The Oculus and Zenimax spat has come to a conclusion, with a jury ordering that Oculus must pay out $500 million in damages.
After a lengthy legal dispute, it was ruled that Palmer Luckey did indeed break a non-disclosure agreement signed between him and Zenimax, owner of Bethesda Softworks and id Software, relating to virtual reality technology.
While half a billion is nothing to sniff at, it's also a lot less than what Zenimax was after. The total sum Zenimax wanted was $6 billion, Wareable understands, not the $4billion previously reported (itself up from the initial $2bn when the case went to trial). The court ruled that Oculus had not "illegally misappropriated" information, which Zenimax had accused it off, hence the lower sum.
$200 million will go to Zenimax for the NDA violation, says Polygon, along with $50 million for copyright infringement. A further $50 million will be paid for false designation by Luckey and Oculus, and $150 million for false designation held against then CEO Brendan Iribe.
How future Oculus sales may be affected is not yet clear. Oculus told us in a statement:
"The heart of this case was about whether Oculus stole Zenimax's trade secrets, and the jury found decisively in our favor. We're obviously disappointed by a few other aspects of today's verdict, but we are undeterred. Oculus products are built with Oculus technology.
"Our commitment to the long-term success of VR remains the same, and the entire team will continue the work they've done since day one – developing VR technology that will transform the way people interact and communicate.

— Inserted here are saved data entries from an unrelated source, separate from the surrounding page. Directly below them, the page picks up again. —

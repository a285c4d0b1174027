//! Settlement optimizer: turns a vector of net balances into a short list of
//! transfers that bring every balance back to zero.
//!
//! Finding the true minimum number of transactions is NP-hard, so this is a
//! greedy heuristic: always pair the largest creditor with the largest
//! debtor. It is close to optimal in practice but not guaranteed minimal,
//! and that is accepted behavior. Ties between equal magnitudes are broken
//! by ascending user id so the output is reproducible.

use log::debug;

use crate::constants::BALANCE_TOLERANCE;
use crate::core::models::balance::{NetBalance, Transfer};

fn round_to_cents(amount: f64) -> f64 {
    (amount * 100.0).round() / 100.0
}

/// Emits at most creditors + debtors - 1 transfers. Amounts are rounded to
/// 2 decimal places; the final transfer of a run absorbs any residual
/// fractional cents so the applied output sums back to zero.
pub fn optimize_settlements(balances: &[NetBalance]) -> Vec<Transfer> {
    let mut creditors: Vec<(String, f64)> = balances
        .iter()
        .filter(|b| b.balance > BALANCE_TOLERANCE)
        .map(|b| (b.user_id.clone(), b.balance))
        .collect();
    let mut debtors: Vec<(String, f64)> = balances
        .iter()
        .filter(|b| b.balance < -BALANCE_TOLERANCE)
        .map(|b| (b.user_id.clone(), -b.balance))
        .collect();

    creditors.sort_by(|a, b| b.1.total_cmp(&a.1).then_with(|| a.0.cmp(&b.0)));
    debtors.sort_by(|a, b| b.1.total_cmp(&a.1).then_with(|| a.0.cmp(&b.0)));

    let mut transfers = Vec::new();
    let mut i = 0;
    let mut j = 0;

    while i < debtors.len() && j < creditors.len() {
        let debt = debtors[i].1;
        let credit = creditors[j].1;
        let settled = debt.min(credit);

        let last_pair = i + 1 == debtors.len() && j + 1 == creditors.len();
        let exhausts_both = debt - settled <= BALANCE_TOLERANCE && credit - settled <= BALANCE_TOLERANCE;
        // The closing transfer carries whatever fraction of a cent the
        // earlier rounding left behind.
        let amount = if last_pair && exhausts_both {
            round_to_cents(debt.max(credit))
        } else {
            round_to_cents(settled)
        };

        if amount > BALANCE_TOLERANCE {
            transfers.push(Transfer {
                from_user_id: debtors[i].0.clone(),
                to_user_id: creditors[j].0.clone(),
                amount,
            });
        }

        debtors[i].1 -= settled;
        creditors[j].1 -= settled;

        if debtors[i].1 <= BALANCE_TOLERANCE {
            i += 1;
        }
        if creditors[j].1 <= BALANCE_TOLERANCE {
            j += 1;
        }
    }

    debug!("optimized {} balances into {} transfers", balances.len(), transfers.len());
    transfers
}

#[cfg(test)]
mod tests {
    use super::*;

    fn balance(user_id: &str, amount: f64) -> NetBalance {
        NetBalance {
            user_id: user_id.to_string(),
            balance: amount,
        }
    }

    #[test]
    fn settled_group_produces_no_transfers() {
        let balances = vec![balance("a", 0.0), balance("b", 0.005), balance("c", -0.005)];
        assert!(optimize_settlements(&balances).is_empty());
    }

    #[test]
    fn simple_pair_produces_one_transfer() {
        let balances = vec![balance("x", 50.0), balance("y", -50.0)];
        let transfers = optimize_settlements(&balances);
        assert_eq!(transfers.len(), 1);
        assert_eq!(transfers[0].from_user_id, "y");
        assert_eq!(transfers[0].to_user_id, "x");
        assert_eq!(transfers[0].amount, 50.0);
    }

    #[test]
    fn three_way_resolves_in_two_deterministic_transfers() {
        let balances = vec![balance("a", 30.0), balance("b", -10.0), balance("c", -20.0)];
        let transfers = optimize_settlements(&balances);
        assert_eq!(transfers.len(), 2);
        assert_eq!((transfers[0].from_user_id.as_str(), transfers[0].amount), ("c", 20.0));
        assert_eq!((transfers[1].from_user_id.as_str(), transfers[1].amount), ("b", 10.0));
        assert!(transfers.iter().all(|t| t.to_user_id == "a"));
    }

    #[test]
    fn equal_magnitudes_break_ties_by_user_id() {
        let balances = vec![
            balance("b", -25.0),
            balance("a", -25.0),
            balance("d", 25.0),
            balance("c", 25.0),
        ];
        let transfers = optimize_settlements(&balances);
        assert_eq!(transfers.len(), 2);
        assert_eq!(transfers[0].from_user_id, "a");
        assert_eq!(transfers[0].to_user_id, "c");
        assert_eq!(transfers[1].from_user_id, "b");
        assert_eq!(transfers[1].to_user_id, "d");
    }

    #[test]
    fn applying_transfers_zeroes_every_balance() {
        let balances = vec![
            balance("a", 73.34),
            balance("b", -21.67),
            balance("c", -90.0),
            balance("d", 55.55),
            balance("e", -17.22),
        ];
        let transfers = optimize_settlements(&balances);
        assert!(transfers.len() <= 4);

        let mut remaining: std::collections::HashMap<&str, f64> =
            balances.iter().map(|b| (b.user_id.as_str(), b.balance)).collect();
        for t in &transfers {
            *remaining.get_mut(t.from_user_id.as_str()).unwrap() += t.amount;
            *remaining.get_mut(t.to_user_id.as_str()).unwrap() -= t.amount;
        }
        for (_, leftover) in remaining {
            assert!(leftover.abs() <= BALANCE_TOLERANCE, "leftover {}", leftover);
        }
    }

    #[test]
    fn no_transfer_exceeds_the_smaller_side() {
        let balances = vec![
            balance("a", 40.0),
            balance("b", 10.0),
            balance("c", -30.0),
            balance("d", -20.0),
        ];
        let mut creditors: std::collections::HashMap<&str, f64> = [("a", 40.0), ("b", 10.0)].into();
        let mut debtors: std::collections::HashMap<&str, f64> = [("c", 30.0), ("d", 20.0)].into();
        for t in optimize_settlements(&balances) {
            let credit = creditors.get_mut(t.to_user_id.as_str()).expect("paired two debtors");
            let debt = debtors.get_mut(t.from_user_id.as_str()).expect("paired two creditors");
            assert!(t.amount <= credit.min(*debt) + BALANCE_TOLERANCE);
            *credit -= t.amount;
            *debt -= t.amount;
        }
    }
}
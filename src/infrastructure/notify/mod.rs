pub mod in_memory;

use crate::core::errors::DivvyError;
use async_trait::async_trait;
use serde::Serialize;

/// A real-time update pushed to one user after a state transition. Delivery
/// mechanics live entirely behind this trait; the core only publishes.
#[derive(Clone, Debug, Serialize)]
pub struct Event {
    pub kind: String,
    pub payload: serde_json::Value,
}

impl Event {
    pub fn new<T: Serialize>(kind: &str, payload: &T) -> Self {
        Event {
            kind: kind.to_string(),
            payload: serde_json::to_value(payload).unwrap_or(serde_json::Value::Null),
        }
    }
}

#[async_trait]
pub trait Notifier: Send + Sync {
    async fn publish(&self, user_id: &str, event: Event) -> Result<(), DivvyError>;
}
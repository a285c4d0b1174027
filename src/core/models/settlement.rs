use chrono::{DateTime, Utc};
use serde::{Deserialize, Serialize};
use utoipa::ToSchema;

#[derive(Clone, Copy, Debug, Serialize, Deserialize, ToSchema, PartialEq, Eq)]
#[serde(rename_all = "lowercase")]
pub enum SettlementStatus {
    Pending,
    Accepted,
    Rejected,
}

impl std::fmt::Display for SettlementStatus {
    fn fmt(&self, f: &mut std::fmt::Formatter<'_>) -> std::fmt::Result {
        let s = match self {
            SettlementStatus::Pending => "pending",
            SettlementStatus::Accepted => "accepted",
            SettlementStatus::Rejected => "rejected",
        };
        write!(f, "{}", s)
    }
}

/// A proposed transfer from `from_user_id` to `to_user_id`. Created pending;
/// only the recipient can move it to a terminal state. A settlement with no
/// `group_id` is a global settlement, used by the cross-group adjustment
/// layer and bound to no single group's books.
#[derive(Clone, Debug, Serialize, Deserialize, ToSchema)]
pub struct Settlement {
    pub id: String,
    pub group_id: Option<String>,
    pub from_user_id: String,
    pub to_user_id: String,
    pub amount: f64,
    pub message: Option<String>,
    pub status: SettlementStatus,
    pub rejected_reason: Option<String>,
    /// Id of the rejected settlement this one was resent from, if any.
    pub resend_of: Option<String>,
    #[schema(value_type = String, example = "2024-06-01T12:34:56Z")]
    pub created_at: DateTime<Utc>,
    #[schema(value_type = String, example = "2024-06-01T12:34:56Z")]
    pub updated_at: DateTime<Utc>,
}

impl Settlement {
    pub fn is_global(&self) -> bool {
        self.group_id.is_none()
    }

    pub fn involves(&self, user_id: &str) -> bool {
        self.from_user_id == user_id || self.to_user_id == user_id
    }
}
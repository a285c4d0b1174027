use crate::constants::BALANCE_TOLERANCE;
use crate::core::models::user::SettlementMode;
use crate::tests::{create_test_context, setup_pair, shares};

#[tokio::test]
async fn simple_pair_balances() {
    let ctx = create_test_context();
    let (alice, bob, group) = setup_pair(&ctx).await;

    ctx.service
        .add_expense(
            &group.id,
            &alice.id,
            100.0,
            "USD".to_string(),
            "food".to_string(),
            "Dinner".to_string(),
            shares(&[(&alice.id, 50.0), (&bob.id, 50.0)]),
            &alice.id,
        )
        .await
        .unwrap();

    let balances = ctx.service.get_group_balances(&group.id).await.unwrap();
    let alice_balance = balances.iter().find(|b| b.user_id == alice.id).unwrap();
    let bob_balance = balances.iter().find(|b| b.user_id == bob.id).unwrap();

    assert_eq!(alice_balance.total_paid, 100.0);
    assert_eq!(alice_balance.total_owed, 50.0);
    assert_eq!(alice_balance.net, 50.0);
    assert!(alice_balance.is_owed);
    assert!(!alice_balance.owes);
    assert_eq!(alice_balance.username, "Alice");

    assert_eq!(bob_balance.net, -50.0);
    assert!(bob_balance.owes);
    assert!(!bob_balance.is_settled);
}

#[tokio::test]
async fn group_balances_sum_to_zero() {
    let ctx = create_test_context();
    let (alice, bob, group) = setup_pair(&ctx).await;
    let carol = ctx
        .service
        .create_user("Carol".to_string(), "carol@example.com".to_string())
        .await
        .unwrap();
    ctx.service
        .add_member_to_group(&group.id, &carol.id, &alice.id)
        .await
        .unwrap();

    ctx.service
        .add_expense(
            &group.id,
            &alice.id,
            90.0,
            "USD".to_string(),
            "rent".to_string(),
            String::new(),
            shares(&[(&alice.id, 30.0), (&bob.id, 30.0), (&carol.id, 30.0)]),
            &alice.id,
        )
        .await
        .unwrap();
    ctx.service
        .add_expense(
            &group.id,
            &bob.id,
            45.5,
            "USD".to_string(),
            "food".to_string(),
            String::new(),
            shares(&[(&bob.id, 20.5), (&carol.id, 25.0)]),
            &bob.id,
        )
        .await
        .unwrap();

    let settlement = ctx
        .service
        .record_settlement(&group.id, &carol.id, &alice.id, 30.0, None)
        .await
        .unwrap();
    ctx.service.accept_settlement(&settlement.id, &alice.id).await.unwrap();

    let balances = ctx.service.get_group_balances(&group.id).await.unwrap();
    let total: f64 = balances.iter().map(|b| b.net).sum();
    assert!(total.abs() <= BALANCE_TOLERANCE, "group sum was {}", total);
}

#[tokio::test]
async fn balances_are_idempotent_without_writes() {
    let ctx = create_test_context();
    let (alice, bob, group) = setup_pair(&ctx).await;

    ctx.service
        .add_expense(
            &group.id,
            &alice.id,
            33.33,
            "USD".to_string(),
            "misc".to_string(),
            String::new(),
            shares(&[(&alice.id, 11.11), (&bob.id, 22.22)]),
            &alice.id,
        )
        .await
        .unwrap();

    let first = ctx.service.get_group_balances(&group.id).await.unwrap();
    let second = ctx.service.get_group_balances(&group.id).await.unwrap();
    assert_eq!(
        serde_json::to_value(&first).unwrap(),
        serde_json::to_value(&second).unwrap()
    );
}

#[tokio::test]
async fn pending_settlement_does_not_move_balances() {
    let ctx = create_test_context();
    let (alice, bob, group) = setup_pair(&ctx).await;

    ctx.service
        .add_expense(
            &group.id,
            &alice.id,
            100.0,
            "USD".to_string(),
            "food".to_string(),
            String::new(),
            shares(&[(&alice.id, 50.0), (&bob.id, 50.0)]),
            &alice.id,
        )
        .await
        .unwrap();

    let settlement = ctx
        .service
        .record_settlement(&group.id, &bob.id, &alice.id, 50.0, None)
        .await
        .unwrap();

    let balances = ctx.service.get_group_balances(&group.id).await.unwrap();
    let bob_balance = balances.iter().find(|b| b.user_id == bob.id).unwrap();
    assert_eq!(bob_balance.net, -50.0);
    assert_eq!(bob_balance.paid_settlements, 0.0);

    // Rejected settlements stay out of the books too.
    ctx.service
        .reject_settlement(&settlement.id, &alice.id, Some("cash instead".to_string()))
        .await
        .unwrap();
    let balances = ctx.service.get_group_balances(&group.id).await.unwrap();
    let bob_balance = balances.iter().find(|b| b.user_id == bob.id).unwrap();
    assert_eq!(bob_balance.net, -50.0);

    // Acceptance is what moves the needle.
    let second = ctx
        .service
        .record_settlement(&group.id, &bob.id, &alice.id, 50.0, None)
        .await
        .unwrap();
    ctx.service.accept_settlement(&second.id, &alice.id).await.unwrap();
    let balances = ctx.service.get_group_balances(&group.id).await.unwrap();
    let bob_balance = balances.iter().find(|b| b.user_id == bob.id).unwrap();
    assert!(bob_balance.is_settled);
    assert_eq!(bob_balance.paid_settlements, 50.0);
}

#[tokio::test]
async fn auto_adjust_folds_accepted_global_settlement() {
    let ctx = create_test_context();
    let (alice, bob, group) = setup_pair(&ctx).await;

    ctx.service
        .add_expense(
            &group.id,
            &alice.id,
            100.0,
            "USD".to_string(),
            "food".to_string(),
            String::new(),
            shares(&[(&alice.id, 50.0), (&bob.id, 50.0)]),
            &alice.id,
        )
        .await
        .unwrap();

    ctx.service
        .set_settlement_mode(&alice.id, SettlementMode::AutoAdjust)
        .await
        .unwrap();
    let global = ctx
        .service
        .record_global_settlement(&alice.id, &bob.id, 20.0, None)
        .await
        .unwrap();
    ctx.service.accept_settlement(&global.id, &bob.id).await.unwrap();

    let balances = ctx.service.get_group_balances(&group.id).await.unwrap();
    let alice_balance = balances.iter().find(|b| b.user_id == alice.id).unwrap();
    assert_eq!(alice_balance.original_net, 50.0);
    assert_eq!(alice_balance.global_adjustment, -20.0);
    assert_eq!(alice_balance.net, 30.0);

    // Bob stays in separate mode, so the same global settlement does not
    // leak into his view.
    let bob_balance = balances.iter().find(|b| b.user_id == bob.id).unwrap();
    assert_eq!(bob_balance.net, -50.0);
    assert_eq!(bob_balance.global_adjustment, 0.0);
}

#[tokio::test]
async fn hybrid_exposes_adjustment_without_changing_net() {
    let ctx = create_test_context();
    let (alice, bob, group) = setup_pair(&ctx).await;

    ctx.service
        .add_expense(
            &group.id,
            &alice.id,
            100.0,
            "USD".to_string(),
            "food".to_string(),
            String::new(),
            shares(&[(&alice.id, 50.0), (&bob.id, 50.0)]),
            &alice.id,
        )
        .await
        .unwrap();

    ctx.service
        .set_settlement_mode(&alice.id, SettlementMode::Hybrid)
        .await
        .unwrap();
    let global = ctx
        .service
        .record_global_settlement(&alice.id, &bob.id, 20.0, None)
        .await
        .unwrap();
    ctx.service.accept_settlement(&global.id, &bob.id).await.unwrap();

    let balances = ctx.service.get_group_balances(&group.id).await.unwrap();
    let alice_balance = balances.iter().find(|b| b.user_id == alice.id).unwrap();
    assert_eq!(alice_balance.net, 50.0);
    assert_eq!(alice_balance.original_net, 50.0);
    assert_eq!(alice_balance.global_adjustment, -20.0);
    assert!(alice_balance.is_owed);
}
use chrono::{DateTime, Utc};
use serde::{Deserialize, Serialize};
use utoipa::ToSchema;

#[derive(Clone, Debug, Serialize, Deserialize, ToSchema)]
pub struct GroupMember {
    pub user_id: String,
    pub is_admin: bool,
    #[schema(value_type = String, example = "2024-06-01T12:34:56Z")]
    pub joined_at: DateTime<Utc>,
}

#[derive(Clone, Debug, Serialize, Deserialize, ToSchema)]
pub struct Group {
    pub id: String,
    pub name: String,
    pub members: Vec<GroupMember>,
}

impl Group {
    pub fn is_member(&self, user_id: &str) -> bool {
        self.members.iter().any(|m| m.user_id == user_id)
    }

    pub fn is_admin(&self, user_id: &str) -> bool {
        self.members.iter().any(|m| m.user_id == user_id && m.is_admin)
    }
}
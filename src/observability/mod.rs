//! Observability subsystem.
//!
//! # Data Flow
//! ```text
//! Request handling produces:
//!     → logging.rs (structured log events via tracing)
//!     → metrics.rs (counters, histograms)
//!     → tracing.rs (per-request span with request ID)
//!
//! Consumers:
//!     → stdout (fmt layer)
//!     → Prometheus scrape (optional)
//! ```
//!
//! # Design Decisions
//! - Request ID flows through every event of a request
//! - Metrics are cheap (no-op without an exporter)

pub mod logging;
pub mod metrics;
pub mod tracing;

We look forward to filing our appeal and eventually putting this litigation behind us."
Explained: Oculus and Zenimax in court - what it's all been about
The trial ran for three weeks, but the dispute between the two companies has been ongoing for years, centred around accusations from Zenimax that game developer John Carmack helped Palmer build the Rift using software he'd made as an employee of Zenimax.
You can click on our explainer above for the full in-depth story of the warring companies. While it's good to see the case put to bed (pending appeals), the ruling marks another blemish on the reputation of Palmer Luckey, who seemingly disappeared last year when it was revealed he has been funding an anti-Hillary Clinton meme campaign.
Can Luckey go back to working at Oculus as before? That's the next big question everyone will be asking.